Mark Twain, en “Los amantes de Teruel”.
Este bolero inexistente proviene de una obra real que nunca escribió el autor señalado y destaca por lo implausible. Pero puede que represente una profunda verdad: sin las mentiras que provienen del arte, la existencia humana sería, honestamente, insoportable. La ciencia lucha contra ello cada día, pero es ingenua: lo contundente de la materialidad nos aterra, más que maravillarnos. La más grande falacia de todos los tiempos, el dios patriarcal, heredero de panteones que nos consolaban y daban fuerza ante la adversidad, demostrando la infinita capacidad del autoengaño de nuestra especie, se justificaba ante la dureza de la competencia biológica y las fuerzas espeluznantes del universo, pero hubiese podido quedarse como fuerza inspiradora, como potencia creativa, a lo Pacha Mama, de no haber sido capturada como fuerza imperial: las teocracias habrían sido innecesarias de ser capaces de quedarnos a admirar humildemente una noche estrellada, leyendo constelaciones. Entonces nuestro destino, apenas una trayectoria termodinámica inexplicable, se conformaría con la belleza del tarot dominical de Mave.

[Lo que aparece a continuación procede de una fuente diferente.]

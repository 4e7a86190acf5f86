//! HTML escaping and safe-string handling.
//!
//! Escaped characters: `&`, `"`, `'`, `<` and `>`.

use crate::types::Value;

/// Escape HTML special characters.
///
/// # Example
///
/// ```
/// use weft::escape_html;
///
/// assert_eq!(escape_html("<b>\"Tom\" & 'Jerry'</b>"),
///            "&lt;b&gt;&quot;Tom&quot; &amp; &#39;Jerry&#39;&lt;/b&gt;");
/// ```
pub fn escape_html(s: &str) -> String {
    let mut escaped = String::with_capacity(s.len());
    for c in s.chars() {
        match c {
            '&' => escaped.push_str("&amp;"),
            '"' => escaped.push_str("&quot;"),
            '\'' => escaped.push_str("&#39;"),
            '<' => escaped.push_str("&lt;"),
            '>' => escaped.push_str("&gt;"),
            _ => escaped.push(c),
        }
    }
    escaped
}

/// Render a value for output.
///
/// Safe values are written as-is; everything else is escaped when
/// `autoescape` is on. Decided per value on every call.
pub fn suppress_value(value: &Value, autoescape: bool) -> String {
    match value {
        Value::Safe(s) => s.to_string(),
        other if autoescape => escape_html(&other.to_string()),
        other => other.to_string(),
    }
}

/// Mark output captured from a template body.
///
/// With autoescaping on, the body was already escaped as it was rendered,
/// so it must not be escaped again.
pub(crate) fn captured(output: String, autoescape: bool) -> Value {
    if autoescape {
        Value::Safe(output.into())
    } else {
        Value::String(output.into())
    }
}

#[cfg(test)]
mod tests {
    use super::*;

    #[test]
    fn escapes_all_special_characters() {
        assert_eq!(escape_html("a & b"), "a &amp; b");
        assert_eq!(escape_html("<i>"), "&lt;i&gt;");
        assert_eq!(escape_html("\"'"), "&quot;&#39;");
        assert_eq!(escape_html("plain"), "plain");
    }

    #[test]
    fn safe_values_bypass_escaping() {
        assert_eq!(suppress_value(&Value::safe("<b>"), true), "<b>");
        assert_eq!(suppress_value(&Value::from("<b>"), true), "&lt;b&gt;");
        assert_eq!(suppress_value(&Value::from("<b>"), false), "<b>");
    }

    #[test]
    fn undefined_renders_empty() {
        assert_eq!(suppress_value(&Value::Undefined, true), "");
        assert_eq!(suppress_value(&Value::None, true), "");
    }
}
//! Runtime lexical scopes.

use std::sync::{Arc, Weak};

use indexmap::IndexMap;
use parking_lot::Mutex;

use crate::types::Value;

/// A scope holding the locals introduced by a loop iteration, macro call or
/// block.
///
/// Frames are always handled through `Arc`. The parent link is weak: the
/// render call stack owns frames, and the link is only used for lookup.
#[derive(Debug, Default)]
pub struct Frame {
    parent: Option<Weak<Frame>>,
    vars: Mutex<IndexMap<String, Value>>,
}

impl Frame {
    /// A frame with no parent.
    pub fn root() -> Arc<Frame> {
        Arc::new(Frame::default())
    }

    /// Open a child scope. The caller keeps `self` alive for as long as the
    /// child is in use.
    pub fn push(self: &Arc<Self>) -> Arc<Frame> {
        Arc::new(Frame {
            parent: Some(Arc::downgrade(self)),
            vars: Mutex::new(IndexMap::new()),
        })
    }

    /// The enclosing scope, if it is still alive.
    pub fn pop(&self) -> Option<Arc<Frame>> {
        self.parent.as_ref().and_then(Weak::upgrade)
    }

    pub fn is_root(&self) -> bool {
        self.parent.is_none()
    }

    /// Bind `name` in this frame.
    pub fn set(&self, name: &str, value: Value) {
        self.vars.lock().insert(name.to_string(), value);
    }

    /// Look up `name` in this frame only.
    pub fn get(&self, name: &str) -> Option<Value> {
        self.vars.lock().get(name).cloned()
    }

    /// Look up `name` in this frame, then each enclosing frame.
    pub fn lookup(&self, name: &str) -> Option<Value> {
        if let Some(value) = self.get(name) {
            return Some(value);
        }
        let mut current = self.pop();
        while let Some(frame) = current {
            if let Some(value) = frame.get(name) {
                return Some(value);
            }
            current = frame.pop();
        }
        None
    }

    /// Look up a name the compiler resolved to the frame `depth` levels up.
    ///
    /// Falls back to a full chain walk when the binding is not there, which
    /// happens when the declaring statement was skipped at runtime.
    pub fn lookup_from(self: &Arc<Self>, name: &str, depth: usize) -> Option<Value> {
        self.ancestor(depth)
            .and_then(|frame| frame.get(name))
            .or_else(|| self.lookup(name))
    }

    fn ancestor(self: &Arc<Self>, depth: usize) -> Option<Arc<Frame>> {
        let mut frame = Arc::clone(self);
        for _ in 0..depth {
            frame = frame.pop()?;
        }
        Some(frame)
    }

    /// Snapshot of the bindings in this frame, in insertion order.
    pub fn vars(&self) -> IndexMap<String, Value> {
        self.vars.lock().clone()
    }
}

#[cfg(test)]
mod tests {
    use super::*;

    #[test]
    fn lookup_walks_parent_chain() {
        let root = Frame::root();
        root.set("site", "weft".into());
        let child = root.push();
        child.set("item", 1.into());

        assert_eq!(child.lookup("item"), Some(Value::from(1)));
        assert_eq!(child.lookup("site"), Some(Value::from("weft")));
        assert_eq!(root.lookup("item"), None);
    }

    #[test]
    fn inner_binding_shadows_outer() {
        let root = Frame::root();
        root.set("x", 1.into());
        let child = root.push();
        child.set("x", 2.into());

        assert_eq!(child.lookup("x"), Some(Value::from(2)));
        assert_eq!(child.pop().and_then(|f| f.lookup("x")), Some(Value::from(1)));
    }

    #[test]
    fn lookup_from_falls_back_to_chain() {
        let root = Frame::root();
        root.set("title", "Home".into());
        let child = root.push();
        let grandchild = child.push();

        assert_eq!(grandchild.lookup_from("title", 2), Some(Value::from("Home")));
        // Declared one level up but never bound there.
        assert_eq!(grandchild.lookup_from("title", 1), Some(Value::from("Home")));
        assert_eq!(grandchild.lookup_from("title", 7), Some(Value::from("Home")));
    }

    #[test]
    fn dropped_parent_ends_chain() {
        let child = {
            let root = Frame::root();
            root.set("x", 1.into());
            root.push()
        };
        assert!(!child.is_root());
        assert!(child.pop().is_none());
        assert_eq!(child.lookup("x"), None);
    }
}
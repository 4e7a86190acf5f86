//! Token types produced by the lexer.

use std::fmt::{Display, Formatter, Result as FmtResult};

use serde::{Deserialize, Serialize};

/// A 1-based source position.
#[derive(Debug, Clone, Copy, Default, PartialEq, Eq, Hash, Serialize, Deserialize)]
pub struct Pos {
    pub line: usize,
    pub column: usize,
}

impl Pos {
    pub fn new(line: usize, column: usize) -> Self {
        Self { line, column }
    }
}

impl Display for Pos {
    fn fmt(&self, f: &mut Formatter<'_>) -> FmtResult {
        write!(f, "{}:{}", self.line, self.column)
    }
}

/// A single lexical token with its starting position.
#[derive(Debug, Clone, PartialEq)]
pub struct Token {
    pub kind: TokenKind,
    pub pos: Pos,
}

impl Token {
    pub fn new(kind: TokenKind, pos: Pos) -> Self {
        Self { kind, pos }
    }

    /// Check whether this token is the identifier `word`.
    ///
    /// Keywords (`if`, `in`, `and`, `endfor`, ...) are lexed as names; the
    /// parser decides from context whether a name is a keyword.
    pub fn is_name(&self, word: &str) -> bool {
        matches!(&self.kind, TokenKind::Name(name) if name == word)
    }

    /// Check whether this token is the operator or punctuation `op`.
    pub fn is_op(&self, op: &str) -> bool {
        matches!(self.kind, TokenKind::Op(o) if o == op)
    }
}

#[derive(Debug, Clone, PartialEq)]
pub enum TokenKind {
    /// Literal text outside of tags.
    Text(String),
    /// `{%`
    BlockStart,
    /// `%}`
    BlockEnd,
    /// `{{`
    VariableStart,
    /// `}}`
    VariableEnd,
    /// Identifier or keyword.
    Name(String),
    /// Quoted string literal with escapes resolved.
    String(String),
    Int(i64),
    Float(f64),
    /// Operator or punctuation.
    Op(&'static str),
    Eof,
}

impl Display for TokenKind {
    fn fmt(&self, f: &mut Formatter<'_>) -> FmtResult {
        match self {
            TokenKind::Text(_) => f.write_str("template text"),
            TokenKind::BlockStart => f.write_str("block start"),
            TokenKind::BlockEnd => f.write_str("block end"),
            TokenKind::VariableStart => f.write_str("variable start"),
            TokenKind::VariableEnd => f.write_str("variable end"),
            TokenKind::Name(name) => write!(f, "'{name}'"),
            TokenKind::String(s) => write!(f, "string {s:?}"),
            TokenKind::Int(n) => write!(f, "number {n}"),
            TokenKind::Float(n) => write!(f, "number {n}"),
            TokenKind::Op(op) => write!(f, "'{op}'"),
            TokenKind::Eof => f.write_str("end of template"),
        }
    }
}

/// Operators and punctuation, longest first so that prefix matching picks
/// `**` over `*`.
pub(crate) const OPERATORS: &[&str] = &[
    "**", "//", "==", "!=", "<=", ">=", "+", "-", "*", "/", "%", "~", "<", ">", "=", "|", ".",
    ",", ":", "(", ")", "[", "]", "{", "}",
];
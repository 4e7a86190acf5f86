//! Adapter for web frameworks that render views by name.

use std::path::Path;
use std::sync::Arc;

use super::Environment;
use crate::Error;
use crate::types::Value;

/// Renders views through an environment, appending a default file
/// extension to names that have none.
///
/// # Example
///
/// ```
/// use std::sync::Arc;
///
/// use weft::Environment;
/// use weft::environment::{MemoryLoader, View};
///
/// let loader = MemoryLoader::new();
/// loader.insert("index.html", "Welcome, {{ user }}");
/// let env = Environment::builder().build();
/// env.add_loader(loader);
///
/// let view = View::new(Arc::new(env), "html");
/// view.render("index", weft::data! { "user" => "kim" }, |result| {
///     assert_eq!(result.unwrap(), "Welcome, kim");
/// });
/// ```
#[derive(Debug, Clone)]
pub struct View {
    env: Arc<Environment>,
    default_extension: String,
}

impl View {
    pub fn new(env: Arc<Environment>, default_extension: &str) -> Self {
        Self {
            env,
            default_extension: default_extension.trim_start_matches('.').to_string(),
        }
    }

    pub fn environment(&self) -> &Arc<Environment> {
        &self.env
    }

    pub fn resolve_name(&self, name: &str) -> String {
        if self.default_extension.is_empty() || Path::new(name).extension().is_some() {
            name.to_string()
        } else {
            format!("{name}.{}", self.default_extension)
        }
    }

    /// Render `name` and hand the result to `callback`.
    pub fn render<F>(&self, name: &str, data: impl Into<Value>, callback: F)
    where
        F: FnOnce(Result<String, Error>),
    {
        callback(self.env.render(&self.resolve_name(name), data));
    }

    pub async fn render_async(&self, name: &str, data: impl Into<Value>) -> Result<String, Error> {
        self.env.render_async(&self.resolve_name(name), data).await
    }
}
//! Compile-time scope model.
//!
//! Mirrors the frames the renderer pushes at runtime so that a name
//! declared in an enclosing, still-open region can be compiled to a direct
//! frame reference instead of a dynamic lookup.

use std::collections::HashSet;

/// What opened a scope. Each kind corresponds to exactly one runtime frame.
#[derive(Debug, Clone, PartialEq, Eq)]
pub(crate) enum ScopeKind {
    Root,
    For,
    Macro,
    Caller,
    /// A block body. Names outside it may come from another template in the
    /// inheritance chain, so resolution never crosses this boundary.
    Block(String),
}

#[derive(Debug)]
pub(crate) struct ScopeFrame {
    pub kind: ScopeKind,
    names: HashSet<String>,
    /// Set when `kwargs` resolved to this (macro) frame.
    pub kwargs_used: bool,
}

/// How a symbol reference is resolved.
#[derive(Debug, Clone, Copy, PartialEq, Eq)]
pub(crate) enum Resolution {
    /// Bound in the frame `depth` levels above the current one.
    Local { depth: usize },
    /// Resolved at render time through the frame chain, then the context.
    Dynamic,
}

#[derive(Debug)]
pub(crate) struct Scope {
    frames: Vec<ScopeFrame>,
}

impl Scope {
    pub fn new() -> Self {
        Self {
            frames: vec![ScopeFrame {
                kind: ScopeKind::Root,
                names: HashSet::new(),
                kwargs_used: false,
            }],
        }
    }

    pub fn push(&mut self, kind: ScopeKind) {
        self.frames.push(ScopeFrame {
            kind,
            names: HashSet::new(),
            kwargs_used: false,
        });
    }

    /// Pop the innermost scope. The root scope is never popped.
    pub fn pop(&mut self) -> Option<ScopeFrame> {
        if self.frames.len() > 1 {
            self.frames.pop()
        } else {
            None
        }
    }

    pub fn declare(&mut self, name: &str) {
        if let Some(frame) = self.frames.last_mut() {
            frame.names.insert(name.to_string());
        }
    }

    pub fn resolve(&mut self, name: &str) -> Resolution {
        for (depth, frame) in self.frames.iter_mut().rev().enumerate() {
            if frame.names.contains(name) {
                if name == "kwargs" && frame.kind == ScopeKind::Macro {
                    frame.kwargs_used = true;
                }
                return Resolution::Local { depth };
            }
            if matches!(frame.kind, ScopeKind::Block(_)) {
                break;
            }
        }
        Resolution::Dynamic
    }

    /// True when no loop, macro or block scope is open.
    pub fn is_top_level(&self) -> bool {
        self.frames.len() == 1
    }

    /// Name of the innermost enclosing block, if any.
    pub fn current_block(&self) -> Option<&str> {
        self.frames.iter().rev().find_map(|frame| match &frame.kind {
            ScopeKind::Block(name) => Some(name.as_str()),
            _ => None,
        })
    }
}

#[cfg(test)]
mod tests {
    use super::*;

    #[test]
    fn resolves_depth_through_nested_scopes() {
        let mut scope = Scope::new();
        scope.declare("title");
        scope.push(ScopeKind::For);
        scope.declare("item");
        scope.push(ScopeKind::Macro);
        scope.declare("x");

        assert_eq!(scope.resolve("x"), Resolution::Local { depth: 0 });
        assert_eq!(scope.resolve("item"), Resolution::Local { depth: 1 });
        assert_eq!(scope.resolve("title"), Resolution::Local { depth: 2 });
        assert_eq!(scope.resolve("missing"), Resolution::Dynamic);
    }

    #[test]
    fn block_boundary_forces_dynamic_lookup() {
        let mut scope = Scope::new();
        scope.declare("title");
        scope.push(ScopeKind::Block("content".to_string()));
        scope.push(ScopeKind::For);
        scope.declare("item");

        assert_eq!(scope.resolve("item"), Resolution::Local { depth: 0 });
        assert_eq!(scope.resolve("title"), Resolution::Dynamic);
        assert_eq!(scope.current_block(), Some("content"));
    }

    #[test]
    fn kwargs_use_is_tracked_per_macro() {
        let mut scope = Scope::new();
        scope.push(ScopeKind::Macro);
        scope.declare("kwargs");
        scope.resolve("kwargs");
        let frame = scope.pop().unwrap();
        assert!(frame.kwargs_used);
        assert!(scope.is_top_level());
        assert!(scope.pop().is_none());
    }
}
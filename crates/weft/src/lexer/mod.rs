//! Template lexer.
//!
//! Splits template source into a flat token stream. The lexer alternates
//! between two modes: text mode, where everything up to the next opening
//! delimiter is literal data, and code mode inside `{{ }}` and `{% %}`.
//! Comments are dropped here and never reach the parser, `{% raw %}` bodies
//! are emitted as a single text token, and whitespace control (`-` next to a
//! delimiter, `trim_blocks`, `lstrip_blocks`) is applied to the adjacent text
//! tokens rather than recorded in the AST.

mod error;
mod syntax;
mod token;

pub use error::{LexError, LexErrorKind};
pub use syntax::Syntax;
pub use token::{Pos, Token, TokenKind};

use std::mem;

use token::OPERATORS;
use winnow::ascii::digit1;
use winnow::combinator::opt;
use winnow::prelude::*;
use winnow::token::{any, one_of, take_till, take_while};

/// Whitespace handling switches that affect tokenization.
#[derive(Debug, Clone, Copy, Default, PartialEq, Eq)]
pub struct LexOptions {
    /// Drop the first newline after a block tag or comment.
    pub trim_blocks: bool,
    /// Strip spaces and tabs before a block tag when they start the line.
    pub lstrip_blocks: bool,
}

/// Tokenize template source.
///
/// The returned stream always ends with a single [`TokenKind::Eof`].
pub fn tokenize(
    source: &str,
    syntax: &Syntax,
    options: LexOptions,
) -> Result<Vec<Token>, LexError> {
    Lexer::new(source, syntax, options).run()
}

#[derive(Debug, Clone, Copy, PartialEq, Eq)]
enum Delimiter {
    Block,
    Variable,
    Comment,
}

struct Lexer<'s> {
    rest: &'s str,
    syntax: &'s Syntax,
    options: LexOptions,
    line: usize,
    column: usize,
    /// Set by a `-` on the previous closing delimiter.
    trim_next: bool,
    tokens: Vec<Token>,
}

impl<'s> Lexer<'s> {
    fn new(source: &'s str, syntax: &'s Syntax, options: LexOptions) -> Self {
        Self {
            rest: source,
            syntax,
            options,
            line: 1,
            column: 1,
            trim_next: false,
            tokens: Vec::new(),
        }
    }

    fn run(mut self) -> Result<Vec<Token>, LexError> {
        while !self.rest.is_empty() {
            self.lex_text()?;
        }
        let pos = self.pos();
        self.tokens.push(Token::new(TokenKind::Eof, pos));
        Ok(self.tokens)
    }

    fn pos(&self) -> Pos {
        Pos::new(self.line, self.column)
    }

    /// Consume `len` bytes, keeping line and column in sync.
    fn advance(&mut self, len: usize) -> &'s str {
        let (taken, rest) = self.rest.split_at(len);
        for c in taken.chars() {
            if c == '\n' {
                self.line += 1;
                self.column = 1;
            } else {
                self.column += 1;
            }
        }
        self.rest = rest;
        taken
    }

    fn delimiter(&self, delimiter: Delimiter) -> (&'s str, &'s str) {
        let syntax = self.syntax;
        match delimiter {
            Delimiter::Block => (&syntax.block_start, &syntax.block_end),
            Delimiter::Variable => (&syntax.variable_start, &syntax.variable_end),
            Delimiter::Comment => (&syntax.comment_start, &syntax.comment_end),
        }
    }

    /// Find the earliest opening delimiter in the remaining input.
    fn find_open(&self) -> Option<(usize, Delimiter)> {
        [Delimiter::Block, Delimiter::Variable, Delimiter::Comment]
            .into_iter()
            .filter_map(|d| {
                let (open, _) = self.delimiter(d);
                self.rest.find(open).map(|offset| (offset, open.len(), d))
            })
            .min_by(|a, b| a.0.cmp(&b.0).then(b.1.cmp(&a.1)))
            .map(|(offset, _, d)| (offset, d))
    }

    fn push_text(&mut self, text: &str, pos: Pos) {
        if !text.is_empty() {
            self.tokens
                .push(Token::new(TokenKind::Text(text.to_string()), pos));
        }
    }

    /// Lex literal text up to (and including) the next tag.
    fn lex_text(&mut self) -> Result<(), LexError> {
        let text_pos = self.pos();
        let trim_left = mem::take(&mut self.trim_next);

        let Some((offset, delimiter)) = self.find_open() else {
            let text = self.advance(self.rest.len());
            let text = if trim_left { text.trim_start() } else { text };
            self.push_text(text, text_pos);
            return Ok(());
        };

        let (open, _) = self.delimiter(delimiter);
        let trim_right = self.rest[offset + open.len()..].starts_with('-');
        let mut text = self.advance(offset);
        if trim_left {
            text = text.trim_start();
        }
        if trim_right {
            text = text.trim_end();
        } else if self.options.lstrip_blocks && delimiter != Delimiter::Variable {
            text = lstrip_line(text, text_pos.column == 1);
        }
        self.push_text(text, text_pos);

        match delimiter {
            Delimiter::Comment => self.lex_comment(),
            Delimiter::Block | Delimiter::Variable => self.lex_tag(delimiter),
        }
    }

    fn lex_comment(&mut self) -> Result<(), LexError> {
        let start = self.pos();
        let (open, close) = self.delimiter(Delimiter::Comment);
        self.advance(open.len());
        let Some(end) = self.rest.find(close) else {
            return Err(LexError::new(LexErrorKind::UnterminatedComment, start));
        };
        self.trim_next = self.rest[..end].ends_with('-');
        self.advance(end + close.len());
        if self.options.trim_blocks {
            self.skip_newline();
        }
        Ok(())
    }

    fn lex_tag(&mut self, delimiter: Delimiter) -> Result<(), LexError> {
        let start = self.pos();
        let (open, close) = self.delimiter(delimiter);

        if delimiter == Delimiter::Block && self.lex_raw(start)? {
            return Ok(());
        }

        self.advance(open.len());
        if self.rest.starts_with('-') {
            self.advance(1);
        }
        let (open_kind, close_kind) = match delimiter {
            Delimiter::Block => (TokenKind::BlockStart, TokenKind::BlockEnd),
            Delimiter::Variable | Delimiter::Comment => {
                (TokenKind::VariableStart, TokenKind::VariableEnd)
            }
        };
        self.tokens.push(Token::new(open_kind, start));

        loop {
            self.skip_whitespace();
            if self.rest.is_empty() {
                return Err(LexError::new(LexErrorKind::UnterminatedTag, start));
            }
            let pos = self.pos();
            let trimmed_close = self.rest.starts_with('-') && self.rest[1..].starts_with(close);
            if trimmed_close || self.rest.starts_with(close) {
                let len = close.len() + usize::from(trimmed_close);
                self.advance(len);
                self.tokens.push(Token::new(close_kind, pos));
                self.trim_next = trimmed_close;
                if delimiter == Delimiter::Block && self.options.trim_blocks {
                    self.skip_newline();
                }
                return Ok(());
            }
            self.lex_code_token()?;
        }
    }

    /// Handle `{% raw %}...{% endraw %}` (and its `verbatim` spelling).
    ///
    /// Returns `false` without consuming anything when the tag at the cursor
    /// is not a raw tag.
    fn lex_raw(&mut self, start: Pos) -> Result<bool, LexError> {
        let (open, close) = self.delimiter(Delimiter::Block);
        let Some((keyword, header_len, trim_body_start)) = raw_header(self.rest, open, close)
        else {
            return Ok(false);
        };
        let end_keyword = if keyword == "raw" {
            "endraw"
        } else {
            "endverbatim"
        };

        self.advance(header_len);
        let body_pos = self.pos();
        let Some((body_len, end_len, trim_body_end, trim_after)) =
            find_raw_end(self.rest, open, close, end_keyword)
        else {
            return Err(LexError::new(LexErrorKind::UnterminatedRaw, start));
        };

        let mut body = self.advance(body_len);
        if trim_body_start {
            body = body.trim_start();
        }
        if trim_body_end {
            body = body.trim_end();
        }
        self.push_text(body, body_pos);
        self.advance(end_len);
        self.trim_next = trim_after;
        if self.options.trim_blocks {
            self.skip_newline();
        }
        Ok(true)
    }

    fn skip_whitespace(&mut self) {
        let len = self.rest.len() - self.rest.trim_start().len();
        self.advance(len);
    }

    fn skip_newline(&mut self) {
        if self.rest.starts_with("\r\n") {
            self.advance(2);
        } else if self.rest.starts_with('\n') {
            self.advance(1);
        }
    }

    /// Lex one token inside a tag.
    fn lex_code_token(&mut self) -> Result<(), LexError> {
        let pos = self.pos();
        let mut input = self.rest;
        let Some(first) = input.chars().next() else {
            return Err(LexError::new(LexErrorKind::UnterminatedTag, pos));
        };

        let kind = if first == '"' || first == '\'' {
            string_literal
                .parse_next(&mut input)
                .map_err(|_| LexError::new(LexErrorKind::UnterminatedString, pos))?
        } else if first.is_ascii_digit() {
            number
                .parse_next(&mut input)
                .map_err(|_| LexError::new(LexErrorKind::InvalidCharacter(first), pos))?
        } else if is_ident_start(first) {
            identifier
                .parse_next(&mut input)
                .map(|name| TokenKind::Name(name.to_string()))
                .map_err(|_| LexError::new(LexErrorKind::InvalidCharacter(first), pos))?
        } else if let Some(op) = OPERATORS.iter().find(|op| input.starts_with(**op)) {
            input = &input[op.len()..];
            TokenKind::Op(op)
        } else {
            return Err(LexError::new(LexErrorKind::InvalidCharacter(first), pos));
        };

        let consumed = self.rest.len() - input.len();
        self.advance(consumed);
        self.tokens.push(Token::new(kind, pos));
        Ok(())
    }
}

/// Strip trailing spaces and tabs when they are the only content on the
/// line preceding a block tag.
fn lstrip_line(text: &str, starts_line: bool) -> &str {
    let line_start = match text.rfind('\n') {
        Some(i) => i + 1,
        None if starts_line => 0,
        None => return text,
    };
    if text[line_start..].chars().all(|c| c == ' ' || c == '\t') {
        &text[..line_start]
    } else {
        text
    }
}

/// Recognise `{% raw %}` at the start of `input`.
///
/// Returns the keyword, the header length and whether the header ended with
/// `-%}`.
fn raw_header(input: &str, open: &str, close: &str) -> Option<(&'static str, usize, bool)> {
    let mut rest = input.strip_prefix(open)?;
    rest = rest.strip_prefix('-').unwrap_or(rest).trim_start();
    let keyword = ["raw", "verbatim"]
        .into_iter()
        .find(|k| rest.starts_with(k))?;
    rest = &rest[keyword.len()..];
    // `{% rawish %}` is an ordinary tag
    if !(rest.starts_with(char::is_whitespace) || rest.starts_with('-') || rest.starts_with(close))
    {
        return None;
    }
    rest = rest.trim_start();
    let trim = rest.starts_with('-');
    rest = rest.strip_prefix('-').unwrap_or(rest);
    rest = rest.strip_prefix(close)?;
    Some((keyword, input.len() - rest.len(), trim))
}

/// Locate the closing `{% endraw %}`.
///
/// Returns the body length, the length of the end tag, and the whitespace
/// control flags found on the end tag (`{%-` and `-%}`).
fn find_raw_end(
    input: &str,
    open: &str,
    close: &str,
    end_keyword: &str,
) -> Option<(usize, usize, bool, bool)> {
    let mut search = 0;
    while let Some(found) = input[search..].find(open) {
        let tag_start = search + found;
        let mut rest = &input[tag_start + open.len()..];
        let trim_body_end = rest.starts_with('-');
        rest = rest.strip_prefix('-').unwrap_or(rest).trim_start();
        if let Some(after) = rest.strip_prefix(end_keyword) {
            let after = after.trim_start();
            let trim_after = after.starts_with('-');
            let after = after.strip_prefix('-').unwrap_or(after);
            if let Some(after) = after.strip_prefix(close) {
                let end_len = input.len() - after.len() - tag_start;
                return Some((tag_start, end_len, trim_body_end, trim_after));
            }
        }
        search = tag_start + open.len();
    }
    None
}

/// Parse a quoted string literal, resolving backslash escapes.
fn string_literal(input: &mut &str) -> ModalResult<TokenKind> {
    let quote = one_of(['"', '\'']).parse_next(input)?;
    let mut value = String::new();
    loop {
        let chunk: &str = take_till(0.., |c: char| c == quote || c == '\\').parse_next(input)?;
        value.push_str(chunk);
        let c = any.parse_next(input)?;
        if c == quote {
            return Ok(TokenKind::String(value));
        }
        let escaped = any.parse_next(input)?;
        value.push(match escaped {
            'n' => '\n',
            't' => '\t',
            'r' => '\r',
            other => other,
        });
    }
}

/// Parse an integer or decimal number.
fn number(input: &mut &str) -> ModalResult<TokenKind> {
    let text: &str = (digit1, opt(('.', digit1))).take().parse_next(input)?;
    if text.contains('.') {
        Ok(TokenKind::Float(text.parse().unwrap_or(f64::NAN)))
    } else {
        Ok(text
            .parse()
            .map_or_else(|_| TokenKind::Float(text.parse().unwrap_or(f64::NAN)), TokenKind::Int))
    }
}

/// Parse an identifier.
fn identifier<'i>(input: &mut &'i str) -> ModalResult<&'i str> {
    (one_of(is_ident_start), take_while(0.., is_ident_cont))
        .take()
        .parse_next(input)
}

/// Check if a character can start an identifier.
fn is_ident_start(c: char) -> bool {
    c.is_ascii_alphabetic() || c == '_'
}

/// Check if a character can continue an identifier.
fn is_ident_cont(c: char) -> bool {
    c.is_ascii_alphanumeric() || c == '_'
}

La invención de falacias computacionales profundas (Deep fake) representa un reto fascinante para las sociedades contemporáneas, que oscilamos hipócritamente entre el amor privado por lo chueco, lo perverso, incluso lo decadente, y el apego platónico y público a la belleza pura, la apariencia de lo correcto o la virtud absoluta, tan aburridas como inexistentes… hasta ahora. Con los sistemas de simulación informática destruimos las sombras del fondo de la cueva, y por eso no hay que temer a la mentira profunda, ese espejo que corrige digitalmente lo que consideramos defectos y luego los retorna con una nueva perspectiva, que nos humaniza de nuevo. No creeremos nunca más en la perfección del mercadeo, sea corporativo, ideológico o religioso, porque ya habremos comido mangos virtuales con textura, sabor y olor absolutamente “perfecta”, y más aún, hecha a la medida del algoritmo con que cada una de nosotras, personas únicas, disfruta un mango. Y para cuando eso pase, extrañaremos la fruta imperfecta, la que tenía un pelo, estaba medio biche, olía maluco, tenía un gusano: porque todo en la evolución está hecho de cosas chonetas, insatisfactorias que, en su conjunto, definen un umbral de goce y bienestar inabarcable basado, una vez más, en la diversidad, que sí consuela.
Lo novedoso de las simulaciones creadas por la IA en toda su potencia sinestésica no es su apariencia de perfección, como algunos temen, sino su multiplicación deliberada como arma política sin que la sociedad haya acrecentado su capacidad de cuestionarla. Cuando las apariencias engañosas nos obligan a tratar todo con el mismo respeto, así sea producido por “bodegueros” nada puede reclamar superioridad moral ni desconocer la materialidad subyacente. Hacer el amor con una estrella de cine desaparecida será entretención dominical; nadie podrá cuestionar que no era Marylin, porque ella también fue una quimera. Lo único cierto es que habrá que compensar la energía implicada, lo inexorable. Por ahora, todo parece indicar que el metaverso será el mejor refugio de l@s jubilad@s: no hay cómo los pocos recién nacidos puedan responder, materialmente, por el senil estado de las sociedades del futuro. No sin una nueva dosis de engaño, quiero decir.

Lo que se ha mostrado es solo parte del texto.